Observability metrics
A per-cluster instance (Prometheus and/or ClickHouse) stores time-series observability metrics including resource utilization and cost data. Queries are proxied through the DataProxy service to the customer’s instance. Metrics data never leaves the customer’s infrastructure. In BYOC deployments, Union.ai deploys and manages the monitoring stack.
Audit trail
Union.ai maintains comprehensive audit capabilities:
- Every API request is authenticated, and the identity context is captured
- Run and action lifecycle events are recorded with timestamps, phases, and responsible identities
- RBAC changes and user management operations are logged
- Secret creation and management operations are tracked (values are never logged)
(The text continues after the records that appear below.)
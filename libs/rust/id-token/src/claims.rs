//! ID token claim names and the typed claim set.

use std::fmt;

use serde::{Deserialize, Deserializer, Serialize};
use serde_json::{Map, Value};

/// A claim checked during validation.
#[derive(Debug, Clone, Copy, PartialEq, Eq, Hash)]
pub enum Claim {
    /// `iss`
    Issuer,
    /// `sub`
    Subject,
    /// `aud`
    Audience,
    /// `org_id`
    Organization,
    /// `exp`
    Expiration,
    /// `iat`
    IssuedAt,
    /// `nonce`
    Nonce,
    /// `azp`
    AuthorizedParty,
    /// `auth_time`
    AuthTime,
}

impl Claim {
    /// Key of the claim in the token payload.
    #[must_use]
    pub const fn key(self) -> &'static str {
        match self {
            Self::Issuer => "iss",
            Self::Subject => "sub",
            Self::Audience => "aud",
            Self::Organization => "org_id",
            Self::Expiration => "exp",
            Self::IssuedAt => "iat",
            Self::Nonce => "nonce",
            Self::AuthorizedParty => "azp",
            Self::AuthTime => "auth_time",
        }
    }

    /// Human-readable name.
    #[must_use]
    pub const fn name(self) -> &'static str {
        match self {
            Self::Issuer => "Issuer",
            Self::Subject => "Subject",
            Self::Audience => "Audience",
            Self::Organization => "Organization Id",
            Self::Expiration => "Expiration Time",
            Self::IssuedAt => "Issued At",
            Self::Nonce => "Nonce",
            Self::AuthorizedParty => "Authorized Party",
            Self::AuthTime => "Authentication Time",
        }
    }

    /// Condition under which a conditionally required claim is required.
    #[must_use]
    pub const fn condition(self) -> &'static str {
        match self {
            Self::AuthorizedParty => " when Audience (aud) claim has multiple values",
            Self::AuthTime => " when Max Age (max_age) is specified",
            _ => "",
        }
    }
}

impl fmt::Display for Claim {
    fn fmt(&self, f: &mut fmt::Formatter<'_>) -> fmt::Result {
        write!(f, "{} ({})", self.name(), self.key())
    }
}

/// Shape a claim must have.
#[derive(Debug, Clone, Copy, PartialEq, Eq)]
pub enum Requirement {
    /// JSON string
    String,
    /// JSON number
    Number,
    /// JSON string or array of strings
    StringOrArray,
}

impl fmt::Display for Requirement {
    fn fmt(&self, f: &mut fmt::Formatter<'_>) -> fmt::Result {
        f.write_str(match self {
            Self::String => "string",
            Self::Number => "number",
            Self::StringOrArray => "string or array of strings",
        })
    }
}

/// The `aud` claim.
#[derive(Debug, Clone, PartialEq, Eq, Serialize, Deserialize)]
#[serde(untagged)]
pub enum Audience {
    /// A single audience
    One(String),
    /// Several audiences
    Many(Vec<String>),
}

impl Audience {
    /// Whether `client_id` is one of the audiences.
    #[must_use]
    pub fn contains(&self, client_id: &str) -> bool {
        match self {
            Self::One(aud) => aud == client_id,
            Self::Many(auds) => auds.iter().any(|aud| aud == client_id),
        }
    }

    /// Audiences as a slice-backed iterator.
    pub fn iter(&self) -> impl Iterator<Item = &str> {
        let auds: &[String] = match self {
            Self::One(aud) => std::slice::from_ref(aud),
            Self::Many(auds) => auds,
        };
        auds.iter().map(String::as_str)
    }
}

/// Claims of a validated ID token.
#[derive(Debug, Clone, PartialEq, Serialize, Deserialize)]
pub struct IdTokenClaims {
    /// Issuer
    pub iss: String,
    /// Subject
    pub sub: String,
    /// Audience
    pub aud: Audience,
    /// Expiration time (Unix seconds)
    #[serde(deserialize_with = "timestamp")]
    pub exp: i64,
    /// Issued-at time (Unix seconds)
    #[serde(deserialize_with = "timestamp")]
    pub iat: i64,
    /// Nonce echoed from the authorization request
    #[serde(default, skip_serializing_if = "Option::is_none")]
    pub nonce: Option<String>,
    /// Authorized party
    #[serde(default, skip_serializing_if = "Option::is_none")]
    pub azp: Option<String>,
    /// Organization id
    #[serde(default, skip_serializing_if = "Option::is_none")]
    pub org_id: Option<String>,
    /// Time of the end-user authentication (Unix seconds)
    #[serde(default, deserialize_with = "optional_timestamp", skip_serializing_if = "Option::is_none")]
    pub auth_time: Option<i64>,
    /// Every other claim
    #[serde(flatten)]
    pub extra: Map<String, Value>,
}

impl IdTokenClaims {
    /// Build the typed claims from a checked payload.
    ///
    /// Optional claims whose value has an unexpected type are left untyped in
    /// [`extra`](Self::extra); only the always-checked claims must have their
    /// expected shape.
    ///
    /// # Errors
    ///
    /// Returns an error if `iss`, `sub`, `aud`, `exp` or `iat` is missing or
    /// mistyped.
    pub fn from_payload(mut payload: Map<String, Value>) -> Result<Self, serde_json::Error> {
        let mut untyped = Map::new();
        for key in OPTIONAL_CLAIMS {
            let mistyped = payload
                .get(key)
                .is_some_and(|value| !value.is_null() && !fits_optional(key, value));
            if mistyped {
                if let Some(value) = payload.remove(key) {
                    untyped.insert(key.to_string(), value);
                }
            }
        }

        let mut claims: Self = serde_json::from_value(Value::Object(payload))?;
        claims.extra.extend(untyped);
        Ok(claims)
    }

    /// Look up any claim by key.
    #[must_use]
    pub fn get(&self, key: &str) -> Option<&Value> {
        self.extra.get(key)
    }
}

const OPTIONAL_CLAIMS: [&str; 4] = ["nonce", "azp", "org_id", "auth_time"];

fn fits_optional(key: &str, value: &Value) -> bool {
    if key == "auth_time" {
        number_as_seconds(value).is_some()
    } else {
        value.is_string()
    }
}

/// Read a JSON number as whole Unix seconds.
pub(crate) fn number_as_seconds(value: &Value) -> Option<i64> {
    match value {
        Value::Number(n) => n.as_i64().or_else(|| n.as_f64().map(float_seconds)),
        _ => None,
    }
}

#[allow(clippy::cast_possible_truncation)]
fn float_seconds(value: f64) -> i64 {
    value.floor() as i64
}

fn timestamp<'de, D: Deserializer<'de>>(deserializer: D) -> Result<i64, D::Error> {
    let value = Value::deserialize(deserializer)?;
    number_as_seconds(&value).ok_or_else(|| serde::de::Error::custom("expected a numeric timestamp"))
}

fn optional_timestamp<'de, D: Deserializer<'de>>(deserializer: D) -> Result<Option<i64>, D::Error> {
    let value = Option::<Value>::deserialize(deserializer)?;
    match value {
        None | Some(Value::Null) => Ok(None),
        Some(value) => number_as_seconds(&value)
            .map(Some)
            .ok_or_else(|| serde::de::Error::custom("expected a numeric timestamp")),
    }
}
- Cluster state changes and tunnel health events are recorded
- Error information is preserved per attempt, enabling forensic analysis of failures
Incident response
Union.ai maintains documented incident response procedures aligned with SOC 2 Type II requirements. These include defined escalation paths, communication protocols, containment procedures, and post-incident review processes. The control plane’s stateless handling of customer data limits the potential impact of any control plane incident.